In June 2013, the plaintiff attempted to purchase a new home and her loan officer obtained her credit report. See id. The credit report revealed that Wells Fargo had reported the loan as being past due during the forbearance period and that her monthly payment due each month during that time was $2,197.38. See id. at 1310, 1313. The plaintiff disputed the accuracy of the credit report and later filed suit against Wells Fargo for failing to conduct a reasonable investigation, as required by § 1681s-2(b). See id. at 1310-11. The district court granted Wells Fargo summary judgment, finding that there was no evidence of any factual inaccuracy or materially misleading information.

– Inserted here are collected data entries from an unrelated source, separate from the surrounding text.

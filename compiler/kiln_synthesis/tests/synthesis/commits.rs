//! Commit snapshots across passes, and the phase lifecycle.

use crate::common::{
    class_named, class_with_run, commit_with, create_lambda, input_class, instantiate, processing,
    program_names, view, void_proto,
};
use kiln_ir::{AccessFlags, Code, Instr, LensDelta, SharedFactory};
use kiln_synthesis::{finalize, SynthesisError, SynthesisOptions, SynthesisPhase, SyntheticKind};
use pretty_assertions::assert_eq;
use rayon::prelude::*;
use std::sync::atomic::{AtomicUsize, Ordering};
use std::sync::Arc;

#[test]
fn every_commit_contains_its_synthetics() {
    let factory = SharedFactory::new();
    let mut view = view(factory.clone(), [input_class(&factory, "a/A")], SynthesisOptions::release());

    let mut processing = processing(&view, view.create_processor_context(), "a/A");
    let first = create_lambda(&view, &mut processing, 1);
    assert!(view.synthetics().is_pending_synthetic(first.ty));
    let commit = view.commit();
    assert_eq!(commit.next_synthetic_id(), 1);
    assert!(commit.committed().verify_containment());
    assert!(view.synthetics().is_committed_synthetic(first.ty));
    assert!(!view.synthetics().is_pending_synthetic(first.ty));

    let second = create_lambda(&view, &mut processing, 2);
    let user = class_with_run(view.factory(), "a/A", instantiate(second.ty));
    let commit = commit_with(&mut view, [user]);
    assert_eq!(commit.next_synthetic_id(), 2);
    assert!(commit.committed().verify_containment());
    assert!(commit.committed().contains_type(first.ty));
    assert!(commit.committed().contains_type(second.ty));
    assert_eq!(commit.committed().len(), 2);
}

#[test]
fn renamed_contexts_follow_the_lens() {
    let factory = SharedFactory::new();
    let mut view = view(factory.clone(), [input_class(&factory, "a/A")], SynthesisOptions::release());
    let lambda = create_lambda(&view, &mut processing(&view, view.create_processor_context(), "a/A"), 1);
    view.commit();

    let factory = view.factory();
    let a = factory.type_for_binary_name("a/A");
    let r = factory.type_for_binary_name("r/A");
    let moved_name = factory.binary_name(lambda.ty).replacen("a/A", "r/A", 1);
    let moved = factory.type_for_binary_name(&moved_name);
    let mut delta = LensDelta::builder();
    delta.move_type(a, r);
    delta.move_type(lambda.ty, moved);
    view.rewrite_with_lens(delta.build());

    let factory = view.factory();
    assert!(view.synthetics().is_committed_synthetic(moved));
    assert_eq!(view.synthetics().synthesizing_context_types(moved, factory), vec![r]);

    finalize(&mut view).unwrap();
    assert_eq!(program_names(&view), vec!["r/A", "r/A$$Lambda0"]);
    assert_eq!(
        class_named(&view, "r/A$$Lambda0").synthesized_from,
        vec![view.factory().type_for_binary_name("r/A")]
    );
}

#[test]
fn merged_synthetics_are_no_longer_synthetic() {
    let factory = SharedFactory::new();
    let classes = vec![input_class(&factory, "a/A"), input_class(&factory, "b/B")];
    let mut view = view(factory, classes, SynthesisOptions::release());
    let wave = view.create_processor_context();
    let first = create_lambda(&view, &mut processing(&view, wave, "a/A"), 1);
    let second = create_lambda(&view, &mut processing(&view, wave, "b/B"), 2);
    view.commit();

    let factory = view.factory();
    let merged = factory.type_for_binary_name("m/Merged");
    let mut delta = LensDelta::builder();
    delta.move_type(first.ty, merged);
    delta.move_type(second.ty, merged);
    let app = {
        let mut builder = view.app().builder();
        builder
            .remove_program_class(first.ty)
            .remove_program_class(second.ty)
            .add_program_class(input_class(factory, "m/Merged"));
        builder.build()
    };
    view.commit_rewritten_with_lens(app, delta.build());

    assert!(view.synthetics().committed().is_empty());
    assert!(!view.synthetics().is_synthetic_class(merged));
    finalize(&mut view).unwrap();
    assert_eq!(program_names(&view), vec!["a/A", "b/B", "m/Merged"]);
}

#[test]
fn later_waves_add_new_synthetics_for_the_same_method() {
    let factory = SharedFactory::new();
    let mut view = view(factory.clone(), [input_class(&factory, "a/A")], SynthesisOptions::release());
    let first = create_lambda(&view, &mut processing(&view, view.create_processor_context(), "a/A"), 1);
    view.commit();

    let second = create_lambda(&view, &mut processing(&view, view.create_processor_context(), "a/A"), 2);
    assert_ne!(first.ty, second.ty);
    let commit = view.commit();
    assert_eq!(commit.committed().len(), 2);
    assert!(commit.committed().contains_type(first.ty));
    assert!(commit.committed().contains_type(second.ty));

    finalize(&mut view).unwrap();
    assert_eq!(
        program_names(&view),
        vec!["a/A", "a/A$$Lambda0", "a/A$$Lambda1"]
    );
}

#[test]
fn renamed_synthetic_keeps_its_context() {
    let factory = SharedFactory::new();
    let mut view = view(factory.clone(), [input_class(&factory, "a/A")], SynthesisOptions::release());
    let lambda = create_lambda(&view, &mut processing(&view, view.create_processor_context(), "a/A"), 1);
    view.commit();

    let factory = view.factory();
    let moved = factory.type_for_binary_name(&format!("{}r", factory.binary_name(lambda.ty)));
    let mut delta = LensDelta::builder();
    delta.move_type(lambda.ty, moved);
    view.rewrite_with_lens(delta.build());

    let factory = view.factory();
    let synthetics = view.synthetics();
    assert!(synthetics.is_committed_synthetic(moved));
    assert!(!synthetics.is_committed_synthetic(lambda.ty));
    assert_eq!(
        synthetics.synthesizing_context_types(moved, factory),
        vec![factory.type_for_binary_name("a/A")]
    );

    finalize(&mut view).unwrap();
    assert_eq!(program_names(&view), vec!["a/A", "a/A$$Lambda0"]);
    let shared = view.factory().type_for_binary_name("a/A$$Lambda0");
    assert_eq!(view.lens().lookup_type(lambda.ty), shared);
}

#[test]
fn concurrent_requests_create_one_fixed_class() {
    let factory = SharedFactory::new();
    let view = view(factory.clone(), [input_class(&factory, "a/I")], SynthesisOptions::release());
    let interface = class_named(&view, "a/I");
    let created = AtomicUsize::new(0);

    let holders: Vec<_> = (0..32)
        .into_par_iter()
        .map(|_| {
            view.synthetics()
                .ensure_fixed_class(SyntheticKind::CompanionClass, &interface, &view, |_| {}, |_| {
                    created.fetch_add(1, Ordering::SeqCst);
                })
                .unwrap()
        })
        .collect();

    assert_eq!(created.load(Ordering::SeqCst), 1);
    assert!(holders.iter().all(|holder| Arc::ptr_eq(holder, &holders[0])));
    assert_eq!(view.factory().binary_name(holders[0].ty), "a/I$-CC");
}

#[test]
fn concurrent_members_all_land_in_the_fixed_class() {
    let factory = SharedFactory::new();
    let view = view(factory.clone(), [input_class(&factory, "a/I")], SynthesisOptions::release());
    let interface = class_named(&view, "a/I");
    let proto = void_proto(view.factory());

    (0..16).into_par_iter().for_each(|index| {
        view.synthetics()
            .ensure_fixed_class_method(
                &format!("m{index}"),
                proto,
                SyntheticKind::CompanionClass,
                &interface,
                &view,
                |_| {},
                |method| {
                    method
                        .set_access(AccessFlags::synthetic_method())
                        .set_code(Code::new(0, vec![Instr::Return { reg: None }]));
                },
            )
            .unwrap();
    });

    let companion = view.factory().type_for_binary_name("a/I$-CC");
    let holder = view.synthetics().pending().holder(companion).unwrap();
    let mut names: Vec<_> = holder
        .methods
        .iter()
        .map(|method| view.factory().name_str(method.reference.name))
        .collect();
    names.sort_unstable();
    let mut expected: Vec<_> = (0..16).map(|index| format!("m{index}")).collect();
    expected.sort_unstable();
    assert_eq!(names, expected);
}

#[test]
fn finalization_ends_the_lifecycle() {
    let factory = SharedFactory::new();
    let mut view = view(factory.clone(), [input_class(&factory, "a/A")], SynthesisOptions::release());
    assert_eq!(view.synthetics().phase(), SynthesisPhase::Active);
    create_lambda(&view, &mut processing(&view, view.create_processor_context(), "a/A"), 1);
    finalize(&mut view).unwrap();
    assert_eq!(view.synthetics().phase(), SynthesisPhase::Finalized);

    let mut processing = processing(&view, view.create_processor_context(), "a/A");
    let unique = processing.create_unique_context();
    let error = view
        .synthetics()
        .create_class(SyntheticKind::Lambda, &unique, &view, |_| {})
        .unwrap_err();
    assert_eq!(
        error,
        SynthesisError::CreationAfterFinalization {
            kind: SyntheticKind::Lambda.to_string(),
            phase: "finalized".to_owned(),
        }
    );
    assert_eq!(finalize(&mut view), Err(SynthesisError::AlreadyFinalized));
}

See id. at 1311. The plaintiff appealed, and the appellate court affirmed. See id.

On appeal, the plaintiff, Felts, argued that Wells Fargo reported inaccurate information by reporting that: (1) her monthly payment due during the forbearance period was $2,197.38 (rather than $25); and (2) her payments during that period were past due (because she was paying the amount required under the forbearance program). See id. at 1314. The appellate court rejected her argument, stating:

Felts' argument misconstrues Wells Fargo's reporting obligation. Wells Fargo was not required to furnish information to the CRAs regarding every agreement it formed with Felts. Instead, Wells Fargo was required to furnish information to the CRAs regarding Felts' payment status and history for one agreement in particular: the Note Felts signed for the Loan. The CRAs requested, and Wells Fargo submitted, information regarding Felts' compliance with her obligation to make installment payments in accordance with the Note she signed. Felts' apparent compliance with the terms of a second, separate agreement she entered into with Wells Fargo—the
Plan [i.e., the forbearance program]—has no bearing on the accuracy of the information Wells Fargo reported to the CRAs regarding Felts' compliance with the terms of her first, original agreement—the Note—unless the Plan legally modified the terms of the Note. As Felts has not identified any fact in the record establishing that the Plan legally modified the Note, the information Wells Fargo reported regarding Felts' compliance with the terms of the Note was not inaccurate: Wells Fargo reported that (1) the Scheduled Monthly Payment Amount for the Note was $2,197.38, which Felts agrees that it was; and (2) Felts did not pay the amount the Note required her to pay beginning in July 2012, which Felts concedes she did not do.

Id.

Likewise, in the instant case, Navient reported accurate information to the CRAs by reporting: (1) the total balance and decreasing balance of the Navient loan without regard to the settlement offer; and (2) past due amounts under the loan without regard to the settlement offer. As such, Plaintiff cannot assert a claim against Navient with regard to its investigation of this information, because such information was correct and not misleading. Accordingly, the Court grants Navient's motion to dismiss to the extent that Plaintiff's claim is based on Navient's investigation into these alleged inaccuracies.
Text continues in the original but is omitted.